How to get a 50 and all that shit

Spoiler
1.   Theory
We have established that Health is, at least from my experience, fairly content-heavy. As such, taking good notes is important. I didn’t have any close friends in my class (it’s okay, don’t feel bad), and I was thankful for that – it gave me an opportunity to really focus. Taking clear notes during class will save you a bundle of time later on, meaning that a) you don’t need to catch up on content before the exam; b) you don’t need to re-write your notes to make them legible; and c) you can focus on the jewel of all study techniques: practice exams.

2.   General revision
Ideally, by this point, you would have some kind of idea as to how you most effectively learn. But if you don’t (and don’t worry if you don’t), perhaps it’s time to start trying a few things (especially if you’re not going into Year 12 next year – the earlier you get that understanding, the easier you will learn in the future). I used a heap of study techniques during VCE, and I think this kept me from losing motivation. For example, I: did practice questions, both writing and speaking my responses; used rote learning for definitions; colour co-ordinated my notes; summarised paragraphs from the textbook into single sentences; turned content into songs and poems; related as much of the content as I could to other passions (primarily sport); taught family members (or, if unavailable, pets); made posters; used drawings to represent major concepts; and so on. There is no limit on creative ways in which you can study, and that really mixes things up nicely.

3.   Definitions
More specifically, Health encompasses quite a few definitions. By the end of the year, there are certainly many that you will need to know, preferably word-for-word, for the exam. Another modified cliché may be relevant here: a definition a day keeps the big, bad assessors away. By focusing on one or two definitions each day during the year, you will build your repertoire to the point that the overwhelming number of definitions needed is, well, no longer overwhelming.

4.   SACs/exam
General techniques for SACs and exams apply to Health as much as any other subject. Imagine that you are marking your own exam. You don’t want to have to trawl through responses to find the key points. As such, try to make it as easy as possible for whoever it is marking your exam to give you marks. Underline what you are defining, highlight key points, use names and statistics given in case studies in your responses, and do whatever else you can to show that you are directly answering each question.

5.   Use your resources
As I briefly mentioned earlier, Checkpoints is a great resource for SAC and exam revision; it has quality practice questions for each Area of Study and (I think) comes with sample responses, too. Don’t be afraid to ask questions or clarify concepts in class. When exam time came around, I liked to use the study design for each of my subjects. By taking each dot point, and trying to write as much as I could about that point, I a) revised content, practising how to explain concepts concisely and effectively; or b) worked out what I needed to study further. Very nifty and grouse.

6.   Look after yourself
My last piece of advice also happens to be the most important. If you’re struggling with anything at any time, please do yourself and your loved ones a favour, and reach out for help. BeyondBlue (P: 1300 22 4636) and Headspace (P: 03 9027 0100) are just two of the many organisations that specialise in the wellbeing of young people.

Conclusion

HHD is a wicked subject, and I highly recommend it to all. It’s relevant to everybody, and is a great stepping stone to further studies in a huge range of areas. But, of course, VCE is your own journey, and at the end of the day, you should follow your own gut feeling.

Be good!
Nick. :)


The original thread (posted late 2014)
Introduction

    I studied Health & Human Development in 2012, but I almost didn’t; HHD was my last-picked subject. It was also the subject about which I was most concerned, and the subject that gave me the most anxiety over the 2011/2012 break. But I am so very glad that I chose HHD, for it ended up being my favourite (and best) subject. In this thread, I will be aiming to give an account of not only why you should consider Health, but how you can succeed in it.

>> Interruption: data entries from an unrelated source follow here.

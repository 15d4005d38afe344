//! Shared types for the token broker workspace

mod clock;
mod error;
mod secret;

pub use clock::now_secs;
pub use error::{Error, Result};
pub use secret::Secret;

    I graduated at the end of 2012 with an ATAR of 99.65, and a 50 in Health (incidentally, you can find my tips on how to succeed in VCE here). I am currently studying (in a very liberal use of the word, considering that I am procrastinating from revision by writing this) at Monash University, double majoring in Linguistics and International Studies. Had I not done Health, I don’t think I would be doing as such. This year, I have been fortunate enough to tutor 3/4 Health, so my passion for the subject has continued to be fed.

    In this thread, I offer my services to answer any questions you may have in regard to HHD (or anything else, for that matter). But before that, let me present my very biased opinion on Health & Human Development as a Year 12 subject.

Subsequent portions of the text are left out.